• _PROBLEM REQUIREMENTS_:
Go through the lines of the material and tally those with the string "RwLock"; reply with the number alone.

***

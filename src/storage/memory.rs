use std::collections::BTreeMap;

use async_trait::async_trait;
use serde::{Deserialize, Serialize};
use tokio::sync::RwLock;

use crate::{
    storage::Registration,
    weather::{CityWeatherCondition, Conditions},
};

use super::{Storage, StorageConfig, StorageResult};

/// Process local storage, lost on restart.
#[derive(Default)]
struct Memory {
    conditions: RwLock<BTreeMap<String, CityWeatherCondition>>,
}

#[async_trait]
impl Storage for Memory {
    async fn save_conditions(&self, conditions: &Conditions) -> StorageResult<()> {
        let mut stored = self.conditions.write().await;

        for condition in conditions.iter() {
            stored.insert(condition.city.name.clone(), condition.clone());
        }

        Ok(())
    }

    async fn get_conditions(&self) -> StorageResult<Conditions> {
        Ok(self.conditions.read().await.values().cloned().collect())
    }
}

#[derive(Serialize, Deserialize, Debug)]
struct Config {}

impl StorageConfig for Config {
    fn build(self) -> StorageResult<Box<dyn Storage>> {
        Ok(Box::new(Memory::default()))
    }
}

inventory::submit! {
    Registration::new::<Config>("memory")
}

***

• _PROBLEM SOLUTION_:
2